5. Another baby crying will mean your boobs will spring into action

Even if your baby is out of your sight and earshot, the sound of another hungry infant is often enough to kickstart happy hour at your mammary milk bar. Again – breast pads are your friend!

6. You won’t need a clock

Because your breasts will keep perfect time. Whether your baby is feeding in two hour blocks or four hourly increments, your clever breasts will turn on like a tap when it’s time to feed.

7. Whatever size nursing bra you think you’ll need, go bigger

I’m ‘blessed’ in the boob area – and I seriously thought they could not possibly get any bigger. But the pretty, lacy maternity bras I purchased were no match for my goliath cleavage once my milk came in. Speaking of which – you can also expect your breasts to look different. They’ll likely start to resemble a map of sorts, where the roadways are actually veins. Not exactly pretty, but remember they’re doing their job – so be proud!
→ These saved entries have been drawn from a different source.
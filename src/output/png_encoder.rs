//! PNG output encoder.
//!
//! Pure Rust PNG encoding using the `png` crate. When a resolution is set,
//! it is recorded in a `pHYs` chunk so viewers know the physical size.

use crate::error::Result;
use crate::framebuffer::Framebuffer;
use std::fs::File;
use std::io::{BufWriter, Write};
use std::path::Path;

const METERS_PER_INCH: f64 = 0.0254;

/// PNG encoder for framebuffer output.
#[derive(Debug, Clone, Copy, Default)]
pub struct PngEncoder {
    dpi: Option<u32>,
}

impl PngEncoder {
    /// Encoder without resolution metadata.
    #[must_use]
    pub const fn new() -> Self {
        Self { dpi: None }
    }

    /// Record `dpi` in the output's physical pixel dimensions.
    #[must_use]
    pub const fn dpi(mut self, dpi: u32) -> Self {
        self.dpi = Some(dpi);
        self
    }

    /// Pixels per meter for the configured resolution.
    #[must_use]
    pub fn pixels_per_meter(&self) -> Option<u32> {
        self.dpi.map(|dpi| (f64::from(dpi) / METERS_PER_INCH).round() as u32)
    }

    /// Encode a framebuffer into any writer.
    ///
    /// # Errors
    ///
    /// Returns an error if PNG encoding or writing fails.
    pub fn encode<W: Write>(&self, fb: &Framebuffer, out: W) -> Result<()> {
        let mut encoder = png::Encoder::new(out, fb.width(), fb.height());
        encoder.set_color(png::ColorType::Rgba);
        encoder.set_depth(png::BitDepth::Eight);
        if let Some(ppm) = self.pixels_per_meter() {
            encoder.set_pixel_dims(Some(png::PixelDimensions {
                xppu: ppm,
                yppu: ppm,
                unit: png::Unit::Meter,
            }));
        }

        let mut writer = encoder.write_header()?;
        // Compact pixels drop the stride padding
        writer.write_image_data(&fb.to_compact_pixels())?;
        writer.finish()?;
        Ok(())
    }

    /// Write a framebuffer to a PNG file, replacing any existing file.
    ///
    /// # Errors
    ///
    /// Returns an error if file creation or PNG encoding fails.
    pub fn write_to_file<P: AsRef<Path>>(&self, fb: &Framebuffer, path: P) -> Result<()> {
        let mut writer = BufWriter::new(File::create(path)?);
        self.encode(fb, &mut writer)?;
        writer.flush()?;
        Ok(())
    }
}

#[cfg(test)]
mod tests {
    use super::*;
    use crate::color::Rgba;
    use std::io::Cursor;

    fn encode_to_vec(encoder: PngEncoder, fb: &Framebuffer) -> Vec<u8> {
        let mut bytes = Vec::new();
        encoder.encode(fb, &mut bytes).unwrap();
        bytes
    }

    fn decode_info(bytes: &[u8]) -> (u32, u32, Option<png::PixelDimensions>) {
        let reader = png::Decoder::new(Cursor::new(bytes)).read_info().unwrap();
        let info = reader.info();
        (info.width, info.height, info.pixel_dims)
    }

    #[test]
    fn test_png_encode_header() {
        let mut fb = Framebuffer::new(10, 10).unwrap();
        fb.clear(Rgba::rgb(255, 0, 0));

        let bytes = encode_to_vec(PngEncoder::new(), &fb);
        // PNG magic bytes
        assert_eq!(&bytes[0..8], &[137, 80, 78, 71, 13, 10, 26, 10]);
        let (w, h, dims) = decode_info(&bytes);
        assert_eq!((w, h), (10, 10));
        assert!(dims.is_none());
    }

    #[test]
    fn test_dpi_written_as_phys() {
        let fb = Framebuffer::new(4, 3).unwrap();
        let bytes = encode_to_vec(PngEncoder::new().dpi(64), &fb);
        let (_, _, dims) = decode_info(&bytes);
        let dims = dims.unwrap();
        assert_eq!(dims.xppu, 2520);
        assert_eq!(dims.yppu, 2520);
        assert_eq!(dims.unit, png::Unit::Meter);
    }

    #[test]
    fn test_pixels_roundtrip_without_stride_padding() {
        let mut fb = Framebuffer::new(3, 2).unwrap();
        fb.clear(Rgba::WHITE);
        fb.set_pixel(2, 1, Rgba::rgb(1, 2, 3));

        let bytes = encode_to_vec(PngEncoder::new(), &fb);
        let mut reader = png::Decoder::new(Cursor::new(bytes)).read_info().unwrap();
        let mut buf = vec![0; reader.output_buffer_size()];
        reader.next_frame(&mut buf).unwrap();
        assert_eq!(buf.len(), 3 * 2 * 4);
        assert_eq!(&buf[20..24], &[1, 2, 3, 255]);
    }

    #[test]
    fn test_write_to_file_overwrites() {
        let dir = tempfile::tempdir().unwrap();
        let path = dir.path().join("out.png");
        std::fs::write(&path, b"stale").unwrap();

        let fb = Framebuffer::new(8, 8).unwrap();
        PngEncoder::new().write_to_file(&fb, &path).unwrap();
        let bytes = std::fs::read(&path).unwrap();
        assert_eq!(&bytes[1..4], b"PNG");
    }
}
//! Pixel-space geometry for chart layout.
//!
//! All coordinates are integer pixels with the origin at the top-left of
//! the canvas, y growing downwards.

/// Axis-aligned rectangle in pixel coordinates.
#[derive(Debug, Clone, Copy, PartialEq, Eq, Default)]
pub struct PixelRect {
    /// Left edge (inclusive).
    pub x: u32,
    /// Top edge (inclusive).
    pub y: u32,
    /// Width in pixels.
    pub width: u32,
    /// Height in pixels.
    pub height: u32,
}

impl PixelRect {
    /// Create a new rectangle.
    #[must_use]
    pub const fn new(x: u32, y: u32, width: u32, height: u32) -> Self {
        Self { x, y, width, height }
    }

    /// Build from inclusive-exclusive corner coordinates.
    #[must_use]
    pub fn from_edges(left: u32, top: u32, right: u32, bottom: u32) -> Self {
        Self::new(left, top, right.saturating_sub(left), bottom.saturating_sub(top))
    }

    /// Exclusive right edge.
    #[must_use]
    pub const fn right(&self) -> u32 {
        self.x + self.width
    }

    /// Exclusive bottom edge.
    #[must_use]
    pub const fn bottom(&self) -> u32 {
        self.y + self.height
    }

    /// True if the rectangle covers no pixels.
    #[must_use]
    pub const fn is_empty(&self) -> bool {
        self.width == 0 || self.height == 0
    }

    /// Grow by `pad` pixels on every side, clamped to `[0, max_w) x [0, max_h)`.
    #[must_use]
    pub fn expand(&self, pad: u32, max_w: u32, max_h: u32) -> Self {
        Self::from_edges(
            self.x.saturating_sub(pad),
            self.y.saturating_sub(pad),
            (self.right() + pad).min(max_w),
            (self.bottom() + pad).min(max_h),
        )
    }
}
8. A hot drink is nothing but a distant memory

When we’re relaxed and peaceful (which is usually the case when breastfeeding), the call of a warming beverage is very alluring. Whether it be coffee or tea, it’s the perfect time for a brew. Except it isn’t. Breastfeeding and hot drinks really don’t mix. Because, while it may appear your baby is calm and content, there’s nothing they like more than being distracted while feeding. Sudden movements from little feeders are very common, and these, combined with hot drinks, can mean third degree burns for you. Or worse, for baby. So you’ll have to stick to starting to drink several lukewarm beverages when you’re not feeding, but never actually finishing them.

Soft photo mother feeding breast her baby at home

9. Your boobs become child’s play

Breasts are not just a source of nourishment for your baby, they’re also a source of comfort. And entertainment. So you may find your baby quite enjoys patting your breast while they feed. You may also find that your baby will take to pulling your top down anywhere and any time they want a feed. So here’s a friendly reminder to always be on guard!

ending breastfeeding 3

10. You may not always love it, but it is amazing

There are times when breastfeeding is tough. It can hurt, it can be difficult, it can be inconvenient. But it’s also beautiful. My absolute favourite feed was the one right before bed. When my babies were still warm and smelling delicious from their bath. They were calm and content. The house was mostly silent – and there was the promise of at least 45 minutes of unbroken sleep ahead. Take the time to look down at your baby, and feel all the feels, because it’s gone all too quickly.